The processing component 802 generally controls overall operation of the electronic device 800, such as operations associated with display, telephone calls, data communications, camera operations, and recording operations. The processing components 802 may include one or more processors 820 to execute instructions to perform all or a portion of the steps of the methods described above. Further, the processing component 802 can include one or more modules that facilitate interaction between the processing component 802 and other components. For example, the processing component 802 can include a multimedia module to facilitate interaction between the multimedia component 808 and the processing component 802.

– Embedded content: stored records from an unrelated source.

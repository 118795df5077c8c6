//! Post and folder models

use chrono::{DateTime, Local};
use serde::{Deserialize, Serialize};
use std::path::PathBuf;

/// A blog post, parsed fresh from a markdown file
#[derive(Debug, Clone, Serialize, Deserialize)]
pub struct Post {
    /// Post title
    pub title: String,

    /// Publication date
    pub date: DateTime<Local>,

    /// Category (front-matter, or the folder the post lives in)
    pub category: String,

    /// Post tags
    pub tags: Vec<String>,

    /// Raw markdown body (after front-matter)
    pub raw: String,

    /// Rendered HTML content
    pub content: String,

    /// Whitespace-separated word count of the raw body
    pub word_count: usize,

    /// Tree path relative to the blog root, without extension
    /// (e.g. "rust/ownership/3")
    pub path: String,

    /// Full source file path
    pub source: PathBuf,
}

impl Post {
    /// Numeric index derived from the file stem, if the stem is a number.
    /// Posts inside a folder are named by index ("1.md", "2.md", ...).
    pub fn index(&self) -> Option<u64> {
        self.path.rsplit('/').next().and_then(|s| s.parse().ok())
    }
}

/// A folder in the blog tree. Derived on every read, never stored.
#[derive(Debug, Clone, Serialize, Deserialize)]
pub struct FolderInfo {
    /// Directory name
    pub name: String,

    /// Tree path relative to the blog root
    pub path: String,

    /// Direct child folders
    pub folder_count: usize,

    /// Direct child posts
    pub post_count: usize,

    /// Folders in the whole subtree
    pub total_folder_count: usize,

    /// Posts in the whole subtree
    pub total_post_count: usize,

    /// Filesystem modification time of the directory
    pub date: DateTime<Local>,
}

/// Direct children of a blog tree node
#[derive(Debug, Clone, Default, Serialize, Deserialize)]
pub struct Listing {
    pub folders: Vec<FolderInfo>,
    pub posts: Vec<Post>,
}

impl Listing {
    pub fn is_empty(&self) -> bool {
        self.folders.is_empty() && self.posts.is_empty()
    }
}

The memory 804 is configured to store various types of data to support operations at the electronic device 800. Examples of such data include instructions for any application or method operating on the electronic device 800, contact data, phonebook data, messages, pictures, videos, and so forth. The memory 804 may be implemented by any type or combination of volatile or non-volatile memory devices, such as Static Random Access Memory (SRAM), electrically erasable programmable read-only memory (EEPROM), erasable programmable read-only memory (EPROM), programmable read-only memory (PROM), read-only memory (ROM), magnetic memory, flash memory, magnetic or optical disks.
The power supply component 806 provides power to the various components of the electronic device 800. The power components 806 may include a power management system, one or more power supplies, and other components associated with generating, managing, and distributing power for the electronic device 800.

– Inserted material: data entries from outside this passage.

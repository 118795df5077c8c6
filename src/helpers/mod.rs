//! Shared helper functions for URLs and date formatting

mod date;
mod url;

pub use date::*;
pub use url::*;
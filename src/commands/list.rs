//! List site content

use anyhow::Result;
use std::collections::HashMap;

use crate::Site;

/// List site content by type
pub fn run(site: &Site, content_type: &str) -> Result<()> {
    match content_type {
        "post" | "posts" => {
            let posts = site.store().all_posts(None)?;
            println!("Posts ({}):", posts.len());
            for post in posts {
                println!(
                    "  {} - {} [{}] {} words",
                    post.date.format("%Y-%m-%d"),
                    post.title,
                    post.path,
                    post.word_count
                );
            }
        }
        "folder" | "folders" => {
            let store = site.store();
            let mut stack = vec![String::new()];
            while let Some(path) = stack.pop() {
                let listing = store.items(&path)?;
                for folder in listing.folders {
                    println!(
                        "  {} ({} folders, {} posts)",
                        folder.path, folder.total_folder_count, folder.total_post_count
                    );
                    stack.push(folder.path);
                }
            }
        }
        "project" | "projects" => {
            let projects = site.gallery().load_all()?;
            println!("Projects ({}):", projects.len());
            for project in projects {
                println!(
                    "  {} - {} [{}]",
                    project.id,
                    project.info.title,
                    project.info.tags.join(", ")
                );
            }
        }
        "tag" | "tags" => {
            let posts = site.store().all_posts(None)?;
            let mut tags: HashMap<String, usize> = HashMap::new();
            for post in &posts {
                for tag in &post.tags {
                    *tags.entry(tag.clone()).or_insert(0) += 1;
                }
            }
            println!("Tags ({}):", tags.len());
            let mut tags: Vec<_> = tags.into_iter().collect();
            tags.sort_by(|a, b| b.1.cmp(&a.1));
            for (tag, count) in tags {
                println!("  {} ({})", tag, count);
            }
        }
        _ => {
            anyhow::bail!(
                "Unknown type: {}. Available: post, folder, project, tag",
                content_type
            );
        }
    }

    Ok(())
}
use async_trait::async_trait;
use std::sync::Arc;

use crate::repository::{StorageBackend, StorageError, StudentRecord};

/// Storage capability an embedding host can provide.
///
/// When the application runs inside a shell that owns durable storage, the
/// shell injects an implementation of this trait and the engine uses it
/// exclusively, never touching the local store.
#[async_trait]
pub trait HostStorage: Send + Sync {
    /// Persist the roster. `Ok(false)` means the host declined the write.
    ///
    /// # Errors
    ///
    /// Returns `StorageError` if the host call itself fails.
    async fn save_roster(&self, roster: &[StudentRecord]) -> Result<bool, StorageError>;

    /// Load the previously stored roster. `Ok(None)` means no prior data.
    ///
    /// # Errors
    ///
    /// Returns `StorageError` if the host call itself fails.
    async fn load_roster(&self) -> Result<Option<Vec<StudentRecord>>, StorageError>;
}

/// Backend over an injected [`HostStorage`] capability.
pub struct HostBridgeBackend {
    bridge: Arc<dyn HostStorage>,
}

impl HostBridgeBackend {
    #[must_use]
    pub fn new(bridge: Arc<dyn HostStorage>) -> Self {
        Self { bridge }
    }
}

#[async_trait]
impl StorageBackend for HostBridgeBackend {
    async fn save_roster(&self, roster: &[StudentRecord]) -> Result<(), StorageError> {
        if self.bridge.save_roster(roster).await? {
            Ok(())
        } else {
            Err(StorageError::WriteRejected)
        }
    }

    async fn load_roster(&self) -> Result<Option<Vec<StudentRecord>>, StorageError> {
        self.bridge.load_roster().await
    }
}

The multimedia component 808 includes a screen that provides an output interface between the electronic device 800 and a user. In some embodiments, the screen may include a Liquid Crystal Display (LCD) and a Touch Panel (TP). If the screen includes a touch panel, the screen may be implemented as a touch screen to receive an input signal from a user. The touch panel includes one or more touch sensors to sense touch, slide, and gestures on the touch panel. The touch sensor may not only sense the boundary of a touch or slide action, but also detect the duration and pressure associated with the touch or slide operation. In some embodiments, the multimedia component 808 includes a front facing camera and/or a rear facing camera. The front camera and/or the rear camera may receive external multimedia data when the electronic device 800 is in an operation mode, such as a shooting mode or a video mode. Each front camera and rear camera may be a fixed optical lens system or have a focal length and optical zoom capability.
The audio component 810 is configured to output and/or input audio signals. For example, the audio component 810 includes a Microphone (MIC) configured to receive external audio signals when the electronic device 800 is in an operational mode, such as a call mode, a recording mode, and a voice recognition mode. The received audio signals may further be stored in the memory 804 or transmitted via the communication component 816. In some embodiments, audio component 810 also includes a speaker for outputting audio signals.
The I/O interface 812 provides an interface between the processing component 802 and peripheral interface modules, which may be keyboards, click wheels, buttons, etc. These buttons may include, but are not limited to: a home button, a volume button, a start button, and a lock button.
The sensor assembly 814 includes one or more sensors for providing various aspects of state assessment for the electronic device 800. For example, the sensor assembly 814 may detect an open/closed state of the electronic device 800, the relative positioning of components, such as a display and keypad of the electronic device 800, the sensor assembly 814 may also detect a change in position of the electronic device 800 or a component of the electronic device 800, the presence or absence of user contact with the electronic device 800, orientation or acceleration/deceleration of the electronic device 800, and a change in temperature of the electronic device 800. Sensor assembly 814 may include a proximity sensor configured to detect the presence of a nearby object without any physical contact. The sensor assembly 814 may also include a light sensor, such as a CMOS or CCD image sensor, for use in imaging applications. In some embodiments, the sensor assembly 814 may also include an acceleration sensor, a gyroscope sensor, a magnetic sensor, a pressure sensor, or a temperature sensor.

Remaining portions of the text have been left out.